Wertvolles Kulturgut erhalten

Pilzbefall hat enorme Schäden verursacht und nun müssen die beschädigten Holzteile zügig ausgetauscht werden. Diplom-Ingenieur Uwe Eichhorn vom Ingenieurbüro Goglin, "Hausherr" Ulrich Sittner und Bürgermeister Ingo Lippert begutachten mit den Fachmännern der Gefüge- und Gefache-Zimmerei Crimmitschau die zum Teil schlimm zerfressenen, tragenden Balken. (Foto: Viererbe)
Eisenberg: Stadtkirche St. Peter | (Viererbe)

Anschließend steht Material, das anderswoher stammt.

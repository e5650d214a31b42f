//! Error taxonomy for the delivery layer.

use std::future::Future;
use std::time::Duration;
use thiserror::Error;

/// Errors surfaced by identity resolution, handshake and event routing.
///
/// The `Display` output is what clients see in the `error` event, so every
/// message is short and free of internal detail.
#[derive(Debug, Clone, PartialEq, Eq, Error)]
pub enum RelayError {
    /// No user record matched the raw identifier in any encoding.
    #[error("User not found")]
    IdentityNotFound(String),

    /// Token missing, malformed, expired or inconsistent with the hint.
    #[error("{0}")]
    InvalidToken(String),

    /// Malformed event.
    #[error("{0}")]
    ValidationFailed(String),

    /// A referenced channel or user does not exist.
    #[error("{0}")]
    ReferenceNotFound(String),

    /// The persistence collaborator failed or timed out.
    #[error("{0}")]
    PersistFailed(String),

    /// A collaborator needed for a non-persisting read is unavailable.
    #[error("{0}")]
    Unavailable(String),

    /// Presence directory failure.
    #[error("Presence directory error: {0}")]
    Presence(String),

    /// Event bus failure.
    #[error("Event bus error: {0}")]
    Bus(String),
}

impl RelayError {
    /// Short machine-friendly label, used for metrics and logs.
    #[must_use]
    pub fn kind(&self) -> &'static str {
        match self {
            RelayError::IdentityNotFound(_) => "identity_not_found",
            RelayError::InvalidToken(_) => "invalid_token",
            RelayError::ValidationFailed(_) => "validation_failed",
            RelayError::ReferenceNotFound(_) => "reference_not_found",
            RelayError::PersistFailed(_) => "persist_failed",
            RelayError::Unavailable(_) => "unavailable",
            RelayError::Presence(_) => "presence",
            RelayError::Bus(_) => "bus",
        }
    }
}

/// Failures reported by external collaborators (stores, directories).
#[derive(Debug, Clone, PartialEq, Eq, Error)]
pub enum StoreError {
    /// The collaborator could not be reached.
    #[error("store unavailable: {0}")]
    Unavailable(String),

    /// The call did not complete within its deadline.
    #[error("store call timed out after {0:?}")]
    Timeout(Duration),

    /// The collaborator refused the write.
    #[error("store rejected request: {0}")]
    Rejected(String),
}

/// Run a collaborator call with a deadline.
///
/// # Errors
///
/// Returns the call's own error, or `StoreError::Timeout` when the deadline
/// passes first.
pub async fn with_deadline<T, F>(deadline: Duration, call: F) -> Result<T, StoreError>
where
    F: Future<Output = Result<T, StoreError>>,
{
    match tokio::time::timeout(deadline, call).await {
        Ok(result) => result,
        Err(_) => Err(StoreError::Timeout(deadline)),
    }
}

#[cfg(test)]
mod tests {
    use super::*;

    #[test]
    fn test_wire_messages_are_short() {
        assert_eq!(
            RelayError::IdentityNotFound("7".into()).to_string(),
            "User not found"
        );
        assert_eq!(
            RelayError::ReferenceNotFound("Channel doesn't exist".into()).to_string(),
            "Channel doesn't exist"
        );
    }

    #[tokio::test(start_paused = true)]
    async fn test_deadline_elapses() {
        let slow = async {
            tokio::time::sleep(Duration::from_secs(10)).await;
            Ok::<_, StoreError>(1)
        };

        let result = with_deadline(Duration::from_millis(50), slow).await;
        assert_eq!(result, Err(StoreError::Timeout(Duration::from_millis(50))));
    }

    #[tokio::test]
    async fn test_deadline_passes_through() {
        let result = with_deadline(Duration::from_secs(1), async { Ok::<_, StoreError>(5) }).await;
        assert_eq!(result, Ok(5));
    }
}
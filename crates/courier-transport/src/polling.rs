//! Long-polling fallback transport.
//!
//! Each session owns a queue of server events. `poll` waits for the queue
//! to fill (up to the configured wait) and drains it; `push` feeds one
//! client event into the session's inbound stream. Removing a session drops
//! its inbound sender, which ends the stream and lets the session driver run
//! its disconnect cleanup.

use async_trait::async_trait;
use courier_protocol::{ClientEvent, ConnectionId, ServerEvent};
use dashmap::DashMap;
use std::collections::VecDeque;
use std::sync::atomic::{AtomicBool, Ordering};
use std::sync::Arc;
use std::time::Duration;
use tokio::sync::{mpsc, Mutex, Notify};
use tokio::time::Instant;
use tracing::{debug, info};

use crate::traits::{Connection, EventSink, EventStream, Inbound, TransportError, TransportKind};

#[derive(Debug, Clone)]
pub struct PollingConfig {
    /// How long a poll waits for events before returning empty.
    pub poll_wait: Duration,
    /// Maximum events returned by one poll.
    pub max_batch: usize,
    /// Queued outbound events per session; older events are dropped past this.
    pub max_queued: usize,
    /// Inbound events buffered per session.
    pub inbound_capacity: usize,
}

impl Default for PollingConfig {
    fn default() -> Self {
        Self {
            poll_wait: Duration::from_secs(25),
            max_batch: 100,
            max_queued: 1_000,
            inbound_capacity: 64,
        }
    }
}

struct Slot {
    queue: Mutex<VecDeque<ServerEvent>>,
    notify: Notify,
    closed: AtomicBool,
    max_queued: usize,
}

struct Session {
    slot: Arc<Slot>,
    inbound: mpsc::Sender<Inbound>,
    last_seen: Instant,
}

/// Registry of live polling sessions.
pub struct PollingSessions {
    sessions: DashMap<ConnectionId, Session>,
    config: PollingConfig,
}

impl PollingSessions {
    #[must_use]
    pub fn new(config: PollingConfig) -> Self {
        Self {
            sessions: DashMap::new(),
            config,
        }
    }

    /// Open a session and return its connection.
    pub fn open(&self, id: ConnectionId, remote_addr: Option<String>) -> Connection {
        let slot = Arc::new(Slot {
            queue: Mutex::new(VecDeque::new()),
            notify: Notify::new(),
            closed: AtomicBool::new(false),
            max_queued: self.config.max_queued,
        });
        let (inbound, rx) = mpsc::channel(self.config.inbound_capacity);

        self.sessions.insert(
            id.clone(),
            Session {
                slot: slot.clone(),
                inbound,
                last_seen: Instant::now(),
            },
        );
        debug!(connection = %id, "Polling session opened");

        Connection {
            id,
            kind: TransportKind::Polling,
            remote_addr,
            sink: Box::new(PollingSink { slot }),
            stream: Box::new(PollingStream { rx }),
        }
    }

    /// Submit one client event to a session.
    ///
    /// # Errors
    ///
    /// Returns `UnknownSession` if the session does not exist, or
    /// `ConnectionClosed` if its driver has stopped reading.
    pub async fn push(&self, id: &ConnectionId, event: ClientEvent) -> Result<(), TransportError> {
        let inbound = {
            let mut session = self
                .sessions
                .get_mut(id)
                .ok_or_else(|| TransportError::UnknownSession(id.to_string()))?;
            session.last_seen = Instant::now();
            session.inbound.clone()
        };
        inbound
            .send(Inbound::Event(event))
            .await
            .map_err(|_| TransportError::ConnectionClosed)
    }

    /// Wait for queued events and drain them.
    ///
    /// Returns an empty batch if nothing arrived within the poll wait.
    ///
    /// # Errors
    ///
    /// Returns `UnknownSession` for unknown sessions and `ConnectionClosed`
    /// once the server has closed the session and its queue is drained.
    pub async fn poll(&self, id: &ConnectionId) -> Result<Vec<ServerEvent>, TransportError> {
        let slot = {
            let mut session = self
                .sessions
                .get_mut(id)
                .ok_or_else(|| TransportError::UnknownSession(id.to_string()))?;
            session.last_seen = Instant::now();
            let _ = session.inbound.try_send(Inbound::Heartbeat);
            session.slot.clone()
        };

        let deadline = Instant::now() + self.config.poll_wait;
        loop {
            let notified = slot.notify.notified();
            {
                let mut queue = slot.queue.lock().await;
                if !queue.is_empty() {
                    let n = queue.len().min(self.config.max_batch);
                    return Ok(queue.drain(..n).collect());
                }
            }
            if slot.closed.load(Ordering::Acquire) {
                self.sessions.remove(id);
                return Err(TransportError::ConnectionClosed);
            }
            if tokio::time::timeout_at(deadline, notified).await.is_err() {
                return Ok(Vec::new());
            }
        }
    }

    /// Remove a session. Its stream ends and the driver cleans up.
    pub fn close(&self, id: &ConnectionId) -> bool {
        let removed = self.sessions.remove(id).is_some();
        if removed {
            debug!(connection = %id, "Polling session closed by client");
        }
        removed
    }

    /// Remove sessions that have not been polled within `timeout`.
    pub fn reap_idle(&self, timeout: Duration) -> Vec<ConnectionId> {
        let now = Instant::now();
        let mut reaped = Vec::new();
        self.sessions.retain(|id, session| {
            let alive = now.duration_since(session.last_seen) < timeout;
            if !alive {
                reaped.push(id.clone());
            }
            alive
        });
        if !reaped.is_empty() {
            info!(count = reaped.len(), "Reaped idle polling sessions");
        }
        reaped
    }

    #[must_use]
    pub fn len(&self) -> usize {
        self.sessions.len()
    }

    #[must_use]
    pub fn is_empty(&self) -> bool {
        self.sessions.is_empty()
    }
}

struct PollingSink {
    slot: Arc<Slot>,
}

#[async_trait]
impl EventSink for PollingSink {
    async fn send(&mut self, event: &ServerEvent) -> Result<(), TransportError> {
        if self.slot.closed.load(Ordering::Acquire) {
            return Err(TransportError::ConnectionClosed);
        }
        {
            let mut queue = self.slot.queue.lock().await;
            if queue.len() >= self.slot.max_queued {
                queue.pop_front();
            }
            queue.push_back(event.clone());
        }
        self.slot.notify.notify_one();
        Ok(())
    }

    /// Pending events stay pollable. The reason is dropped.
    async fn close(&mut self, _reason: Option<String>) -> Result<(), TransportError> {
        self.slot.closed.store(true, Ordering::Release);
        self.slot.notify.notify_one();
        Ok(())
    }
}

struct PollingStream {
    rx: mpsc::Receiver<Inbound>,
}

#[async_trait]
impl EventStream for PollingStream {
    async fn recv(&mut self) -> Result<Option<Inbound>, TransportError> {
        Ok(self.rx.recv().await)
    }
}

#[cfg(test)]
mod tests {
    use super::*;
    use courier_protocol::PingPayload;

    fn sessions() -> PollingSessions {
        PollingSessions::new(PollingConfig {
            poll_wait: Duration::from_millis(200),
            max_batch: 2,
            max_queued: 3,
            inbound_capacity: 8,
        })
    }

    #[tokio::test]
    async fn test_poll_returns_queued_events_in_batches() {
        let sessions = sessions();
        let id = ConnectionId::from("p1");
        let mut conn = sessions.open(id.clone(), None);

        for i in 0..3 {
            conn.sink.send(&ServerEvent::info(format!("e{i}"))).await.unwrap();
        }

        let first = sessions.poll(&id).await.unwrap();
        assert_eq!(first, vec![ServerEvent::info("e0"), ServerEvent::info("e1")]);
        let second = sessions.poll(&id).await.unwrap();
        assert_eq!(second, vec![ServerEvent::info("e2")]);
    }

    #[tokio::test(start_paused = true)]
    async fn test_poll_times_out_empty() {
        let sessions = sessions();
        let id = ConnectionId::from("p1");
        let _conn = sessions.open(id.clone(), None);

        assert!(sessions.poll(&id).await.unwrap().is_empty());
    }

    #[tokio::test]
    async fn test_poll_wakes_on_send() {
        let sessions = Arc::new(sessions());
        let id = ConnectionId::from("p1");
        let mut conn = sessions.open(id.clone(), None);

        let waiter = {
            let sessions = sessions.clone();
            let id = id.clone();
            tokio::spawn(async move { sessions.poll(&id).await })
        };
        tokio::task::yield_now().await;
        conn.sink.send(&ServerEvent::info("late")).await.unwrap();

        let got = waiter.await.unwrap().unwrap();
        assert_eq!(got, vec![ServerEvent::info("late")]);
    }

    #[tokio::test]
    async fn test_overflow_drops_oldest() {
        let sessions = sessions();
        let id = ConnectionId::from("p1");
        let mut conn = sessions.open(id.clone(), None);

        for i in 0..5 {
            conn.sink.send(&ServerEvent::info(format!("e{i}"))).await.unwrap();
        }
        let mut all = sessions.poll(&id).await.unwrap();
        all.extend(sessions.poll(&id).await.unwrap());
        assert_eq!(
            all,
            vec![ServerEvent::info("e2"), ServerEvent::info("e3"), ServerEvent::info("e4")]
        );
    }

    #[tokio::test]
    async fn test_push_reaches_stream() {
        let sessions = sessions();
        let id = ConnectionId::from("p1");
        let mut conn = sessions.open(id.clone(), None);

        let event = ClientEvent::Ping(PingPayload { timestamp: Some(1) });
        sessions.push(&id, event.clone()).await.unwrap();
        assert_eq!(conn.stream.recv().await.unwrap(), Some(Inbound::Event(event)));
    }

    #[tokio::test]
    async fn test_unknown_session() {
        let sessions = sessions();
        let id = ConnectionId::from("missing");
        assert!(matches!(
            sessions.poll(&id).await,
            Err(TransportError::UnknownSession(_))
        ));
        assert!(sessions
            .push(&id, ClientEvent::Ping(PingPayload::default()))
            .await
            .is_err());
    }

    #[tokio::test]
    async fn test_close_ends_stream() {
        let sessions = sessions();
        let id = ConnectionId::from("p1");
        let mut conn = sessions.open(id.clone(), None);

        assert!(sessions.close(&id));
        assert_eq!(conn.stream.recv().await.unwrap(), None);
        assert!(sessions.is_empty());
    }

    #[tokio::test]
    async fn test_server_close_drains_then_ends() {
        let sessions = sessions();
        let id = ConnectionId::from("p1");
        let mut conn = sessions.open(id.clone(), None);

        conn.sink.send(&ServerEvent::error("User not found")).await.unwrap();
        conn.sink.close(Some("User not found".into())).await.unwrap();
        assert!(conn.sink.send(&ServerEvent::info("late")).await.is_err());
        assert_eq!(
            sessions.poll(&id).await.unwrap(),
            vec![ServerEvent::error("User not found")]
        );
        assert!(matches!(
            sessions.poll(&id).await,
            Err(TransportError::ConnectionClosed)
        ));
        assert!(sessions.is_empty());
    }

    #[tokio::test(start_paused = true)]
    async fn test_reap_idle_sessions() {
        let sessions = sessions();
        let stale = ConnectionId::from("stale");
        let fresh = ConnectionId::from("fresh");
        let mut stale_conn = sessions.open(stale.clone(), None);
        let _fresh_conn = sessions.open(fresh.clone(), None);

        tokio::time::advance(Duration::from_secs(30)).await;
        sessions
            .push(&fresh, ClientEvent::Ping(PingPayload::default()))
            .await
            .unwrap();

        let reaped = sessions.reap_idle(Duration::from_secs(20));
        assert_eq!(reaped, vec![stale]);
        assert_eq!(sessions.len(), 1);
        assert_eq!(stale_conn.stream.recv().await.unwrap(), None);
    }
}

Stadtkirche St. Peter weiter in dringende Kur genommen - hochgradige Schäden am Gebälk gebieten zur Eile

Dem Himmel ein Stück näher auf den knarrenden Holzstufen der Stadtkirche St. Peter bis ganz nach oben unters Dach des Kirchenschiffes, wo sich ein außergewöhnlicher Blick eröffnet. Und ein beklommenes Gefühl, wenn man sieht, wie der „Zahn der Zeit„ an ihrem hölzernen Gebälk seine zerstörenden Spuren hinterließ. Nun gut – die noch ursprünglichen Balken haben immerhin ein stattliches Alter von knapp 500 Jahren auf dem „Buckel“. Kälte und Feuchtigkeit über die Jahrhunderte leisteten dem Pilzbefall Vorschub, ließen ihn prächtig gedeihen und sein zerfressendes Werk langsam aber sicher beginnen. An manchen Teilen des Dachtragwerkes ist es inzwischen so schlimm, das schnell gehandelt werden musste. Denn auf Dauer wäre die Sicherheit der Kirchenbesucher nicht mehr gegeben. Hinzu kommen Schäden an der längst überalterten Dachhaut und sie ist stellenweise undicht. Also steht derzeit die Sanierung der Nordseite an, weil die Begutachtung hier die größten Schäden zutage trug.
In vorhergehenden Bauabschnitten wurde der Dachreiter aufgebaut, das Kirchturmdach instand gesetzt sowie der Chorbereich saniert. Dabei kam natürlich auch neues Holz zum Einsatz – was wiederum den „alten“ Pilz freut… Um zu verhindern, dass er darauf über geht, wird der Wichtigkeit des jetzigen zügigen Handelns noch einmal Nachdruck verliehen.
Das Gerüst steht, die alten Betonziegel aus DDR-Zeit sind zum Teil abgetragen und die Zimmerleute walten ihres Amtes und tauschen beschädigte Holzteile aus.
Weil dabei auch die unterseitige, wertvolle Decke des Kirchenschiffes betroffen sein wird, die aus denkmalschützerischer Sicht im Original erhalten bleiben soll, wird mit größter Sorgfalt vorgegangen, damit im Anschluss so wenig Restaurierungsarbeiten wie möglich folgen müssen. Daher ist das kirchliche Leben während dieser Zeit etwas eingeschränkt. Die Emporenbänke und das Kruzifix sind entfernt und alles staubdicht „abgehängt“. „Die Orgel bleibt bespielbar und die Gottesdienste finden weiterhin statt“, versichert Küster Ulrich Sittner, Baubeauftragter des Kirchenkreises.
Ende Oktober, Anfang November soll die Nordseite des Langhausdaches fertig sein. Äußerliches Zeichen wird dann die schwarze, altdeutsche Schieferdeckung der Dachhälfte sein. Investiert werden für diesen Abschnitt insgesamt 165 500 Euro. Gefördert im Rahmen der Land-Bund Städtebauförderung in Höhe von 66 200 Euro und der Denkmalpflege, die 25 000 Euro zuschießt. Die Stadt Eisenberg unterstützt das Projekt mit 33 100 Euro, den „Rest“ steuern Kirchgemeinde und Landeskirche bei. Das gesamte Sanierungskonzept für St. Peter liegt in den bewährten Händen des Ingenieurbüros Harry Goglin, das die Sanierung von Anfang an begleitet und auch beim nächsten Bauabschnitt – der Südseite des Daches - .

Ulrich Sittner appelliert an Bund und Land, auch künftig die Förderprogramme wie u.a. die Thüringer Förderinitiative Kirchen im Rahmen der Städtebauförderung aufrecht zu erhalten. Denn ohne diese Zuschüsse könnten viele Kirchgemeinden – sowohl die größeren in den Städten als auch die kleinen auf dem Land - ihre Gotteshäuser nicht erhalten und verlören damit ihr vielleicht wertvollstes Kulturgut und den Dorfmittelpunkt.